# PROBLEM STATEMENT
Only lines containing the string "PathBuf" belong in the answer; copy all of them from the entries.

-.-.-

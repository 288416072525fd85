//! Session API endpoints.

use axum::{extract::State, Json};

use super::{success, ApiResult};
use crate::errors::AppError;
use crate::models::{AdoptSessionRequest, LoginRequest, SessionView, User};
use crate::AppState;

/// POST /api/session/login - Log in against the school backend and keep the session.
pub async fn login(
    State(state): State<AppState>,
    Json(request): Json<LoginRequest>,
) -> ApiResult<SessionView> {
    if request.email.trim().is_empty() || request.password.is_empty() {
        return Err(AppError::Validation(
            "Email and password are required".to_string(),
        ));
    }

    let login = state.backend.login(&request).await?;
    let session = state.store.save(&login.user, &login.token).await?;
    state.tables.write().await.clear();

    success(SessionView::from(&session))
}

/// PUT /api/session - Adopt a session obtained elsewhere.
pub async fn adopt_session(
    State(state): State<AppState>,
    Json(request): Json<AdoptSessionRequest>,
) -> ApiResult<SessionView> {
    if request.token.trim().is_empty() {
        return Err(AppError::Validation("A session token is required".to_string()));
    }

    let user = User {
        name: request.name,
        role: request.role,
        role_id: request.role_id,
    };
    let session = state.store.save(&user, &request.token).await?;
    state.tables.write().await.clear();

    success(SessionView::from(&session))
}

/// GET /api/session - Current session.
pub async fn get_session(State(state): State<AppState>) -> ApiResult<SessionView> {
    let session = state.store.require().await?;
    success(SessionView::from(&session))
}

/// DELETE /api/session - Log out, forgetting token, user and child choice.
pub async fn logout(State(state): State<AppState>) -> ApiResult<()> {
    if state.store.clear().await? {
        tracing::info!("Session cleared");
    }
    state.tables.write().await.clear();
    success(())
}
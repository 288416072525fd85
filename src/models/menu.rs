//! Navigation menu models.

use serde::Serialize;

/// A sidebar entry: a plain link or a group of actions.
#[derive(Debug, Clone, Serialize, PartialEq)]
#[serde(untagged)]
pub enum MenuItem {
    Link(MenuLink),
    Group(MenuGroup),
}

impl MenuItem {
    #[cfg(test)]
    pub fn label(&self) -> &str {
        match self {
            MenuItem::Link(link) => &link.label,
            MenuItem::Group(group) => &group.label,
        }
    }
}

#[derive(Debug, Clone, Serialize, PartialEq)]
pub struct MenuLink {
    pub path: String,
    pub icon: String,
    pub label: String,
}

#[derive(Debug, Clone, Serialize, PartialEq)]
pub struct MenuGroup {
    pub label: String,
    pub icon: String,
    pub children: Vec<MenuGroupEntry>,
}

#[derive(Debug, Clone, Serialize, PartialEq)]
pub struct MenuGroupEntry {
    pub label: String,
    pub action: MenuAction,
}

/// What a group entry does when chosen.
#[derive(Debug, Clone, Serialize, PartialEq)]
#[serde(tag = "type", rename_all = "camelCase")]
pub enum MenuAction {
    Navigate { path: String },
    Logout,
}
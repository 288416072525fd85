//! Configuration module for the school portal.
//!
//! All configuration is loaded from environment variables with sensible defaults.

use std::env;
use std::fmt;
use std::net::SocketAddr;
use std::path::PathBuf;
use std::time::Duration;

/// Application configuration loaded from environment variables.
#[derive(Debug, Clone)]
pub struct Config {
    /// Pre-shared key guarding the portal API (required in production)
    pub api_psk: Option<String>,
    /// Path to the SQLite session store
    pub db_path: PathBuf,
    /// Base URL of the school management backend
    pub backend_url: String,
    /// Timeout applied to every backend request
    pub backend_timeout: Duration,
    /// Address to bind the server to
    pub bind_addr: SocketAddr,
    /// Log level (trace, debug, info, warn, error)
    pub log_level: String,
}

/// Raised when an environment variable holds an unusable value.
#[derive(Debug)]
pub struct ConfigError {
    pub variable: &'static str,
    pub value: String,
}

impl fmt::Display for ConfigError {
    fn fmt(&self, f: &mut fmt::Formatter<'_>) -> fmt::Result {
        write!(f, "invalid {} value: {:?}", self.variable, self.value)
    }
}

impl std::error::Error for ConfigError {}

impl Config {
    /// Load configuration from environment variables.
    pub fn from_env() -> Result<Self, ConfigError> {
        dotenvy::dotenv().ok();

        let api_psk = env::var("PORTAL_API_PSK").ok().filter(|k| !k.is_empty());

        let db_path = env::var("PORTAL_DB_PATH")
            .unwrap_or_else(|_| "./data/portal.sqlite".to_string())
            .into();

        let backend_url = env::var("PORTAL_BACKEND_URL")
            .unwrap_or_else(|_| "http://127.0.0.1:5000/api".to_string())
            .trim_end_matches('/')
            .to_string();

        let timeout_raw =
            env::var("PORTAL_BACKEND_TIMEOUT_SECS").unwrap_or_else(|_| "30".to_string());
        let backend_timeout = timeout_raw
            .parse::<u64>()
            .map(Duration::from_secs)
            .map_err(|_| ConfigError {
                variable: "PORTAL_BACKEND_TIMEOUT_SECS",
                value: timeout_raw.clone(),
            })?;

        let bind_raw = env::var("PORTAL_BIND_ADDR").unwrap_or_else(|_| "127.0.0.1:8080".to_string());
        let bind_addr = bind_raw.parse().map_err(|_| ConfigError {
            variable: "PORTAL_BIND_ADDR",
            value: bind_raw.clone(),
        })?;

        let log_level = env::var("PORTAL_LOG_LEVEL").unwrap_or_else(|_| "info".to_string());

        Ok(Self {
            api_psk,
            db_path,
            backend_url,
            backend_timeout,
            bind_addr,
            log_level,
        })
    }
}
//! Menu API endpoint.

use axum::extract::{Query, State};
use serde::Deserialize;

use super::{success, ApiResult};
use crate::menu::{menu_items, MenuContext, Sidebar, SidebarEntry};
use crate::AppState;

#[derive(Debug, Deserialize)]
pub struct MenuQuery {
    /// Route currently shown in the browser.
    #[serde(default)]
    pub path: Option<String>,
    /// Comma-separated labels of groups the shell has open.
    #[serde(default)]
    pub expanded: Option<String>,
}

/// GET /api/menu - Sidebar for the session's role. No session, no entries.
pub async fn get_menu(
    State(state): State<AppState>,
    Query(query): Query<MenuQuery>,
) -> ApiResult<Vec<SidebarEntry>> {
    let session = state.store.load().await?;

    let items = match &session {
        Some(session) => menu_items(
            session.role(),
            MenuContext {
                child_id: session.selected_child_id.as_deref(),
            },
        ),
        None => Vec::new(),
    };

    let mut sidebar = Sidebar::new(items);
    if let Some(path) = query.path.as_deref() {
        sidebar.set_active(path);
    }
    for label in query.expanded.as_deref().unwrap_or_default().split(',') {
        let label = label.trim();
        if !label.is_empty() && !sidebar.is_expanded(label) {
            sidebar.toggle(label);
        }
    }

    success(sidebar.view())
}
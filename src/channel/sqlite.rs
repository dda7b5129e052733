use sqlx::SqlitePool;

use super::{Channel, ChannelError, ChannelRecord, PublishReceipt, check_partition, partition_for};
use crate::{BoxFuture, time::now_utc, types::WebhookEvent};

/// Durable channel backed by the `channel_messages` / `channel_offsets`
/// tables. Producer and consumer processes can share one database file.
#[derive(Debug, Clone)]
pub struct SqliteChannel {
    pool: SqlitePool,
    topic: String,
    consumer_group: String,
    partitions: u32,
}

impl SqliteChannel {
    pub fn new(
        pool: SqlitePool,
        topic: impl Into<String>,
        consumer_group: impl Into<String>,
        partitions: u32,
    ) -> Self {
        Self {
            pool,
            topic: topic.into(),
            consumer_group: consumer_group.into(),
            partitions: partitions.max(1),
        }
    }

    pub fn consumer_group(&self) -> &str {
        &self.consumer_group
    }
}

#[derive(sqlx::FromRow)]
struct MessageRow {
    seq: i64,
    body: String,
}

impl Channel for SqliteChannel {
    fn topic(&self) -> &str {
        &self.topic
    }

    fn partitions(&self) -> u32 {
        self.partitions
    }

    fn publish<'a>(
        &'a self,
        key: &'a str,
        event: &'a WebhookEvent,
    ) -> BoxFuture<'a, Result<PublishReceipt, ChannelError>> {
        Box::pin(async move {
            let partition = partition_for(key, self.partitions);
            let body = serde_json::to_string(event)
                .map_err(|err| ChannelError::Unavailable(format!("encode event: {err}")))?;

            // Single statement so concurrent publishers cannot claim the same seq.
            let seq: i64 = sqlx::query_scalar(
                r#"
                INSERT INTO channel_messages (
                    topic,
                    partition_id,
                    seq,
                    event_id,
                    client_id,
                    body,
                    published_at
                )
                SELECT ?, ?, COALESCE(MAX(seq) + 1, 0), ?, ?, ?, ?
                FROM channel_messages
                WHERE topic = ? AND partition_id = ?
                RETURNING seq
                "#,
            )
            .bind(&self.topic)
            .bind(i64::from(partition))
            .bind(&event.event_id)
            .bind(&event.client_id)
            .bind(&body)
            .bind(now_utc())
            .bind(&self.topic)
            .bind(i64::from(partition))
            .fetch_one(&self.pool)
            .await?;

            Ok(PublishReceipt {
                partition,
                offset: seq as u64,
            })
        })
    }

    fn poll(&self, partition: u32) -> BoxFuture<'_, Result<Option<ChannelRecord>, ChannelError>> {
        Box::pin(async move {
            check_partition(partition, self.partitions)?;

            let row = sqlx::query_as::<_, MessageRow>(
                r#"
                SELECT m.seq, m.body
                FROM channel_messages m
                WHERE m.topic = ?
                  AND m.partition_id = ?
                  AND m.seq >= COALESCE((
                      SELECT o.next_seq
                      FROM channel_offsets o
                      WHERE o.topic = ?
                        AND o.consumer_group = ?
                        AND o.partition_id = ?
                  ), 0)
                ORDER BY m.seq ASC
                LIMIT 1
                "#,
            )
            .bind(&self.topic)
            .bind(i64::from(partition))
            .bind(&self.topic)
            .bind(&self.consumer_group)
            .bind(i64::from(partition))
            .fetch_optional(&self.pool)
            .await?;

            let Some(row) = row else {
                return Ok(None);
            };

            let offset = row.seq as u64;
            let event = serde_json::from_str::<WebhookEvent>(&row.body).map_err(|err| {
                ChannelError::Corrupt {
                    partition,
                    offset,
                    message: err.to_string(),
                }
            })?;

            Ok(Some(ChannelRecord {
                partition,
                offset,
                event,
            }))
        })
    }

    fn commit(&self, partition: u32, offset: u64) -> BoxFuture<'_, Result<(), ChannelError>> {
        Box::pin(async move {
            check_partition(partition, self.partitions)?;
            let next_seq = i64::try_from(offset.saturating_add(1)).unwrap_or(i64::MAX);

            sqlx::query(
                r#"
                INSERT INTO channel_offsets (
                    topic,
                    consumer_group,
                    partition_id,
                    next_seq,
                    updated_at
                )
                VALUES (?, ?, ?, ?, ?)
                ON CONFLICT(topic, consumer_group, partition_id) DO UPDATE SET
                    next_seq = MAX(channel_offsets.next_seq, excluded.next_seq),
                    updated_at = excluded.updated_at
                "#,
            )
            .bind(&self.topic)
            .bind(&self.consumer_group)
            .bind(i64::from(partition))
            .bind(next_seq)
            .bind(now_utc())
            .execute(&self.pool)
            .await?;

            Ok(())
        })
    }
}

-.-.-

# REPLY TO THE TASK
use std::path::PathBuf;
    pub db_path: PathBuf,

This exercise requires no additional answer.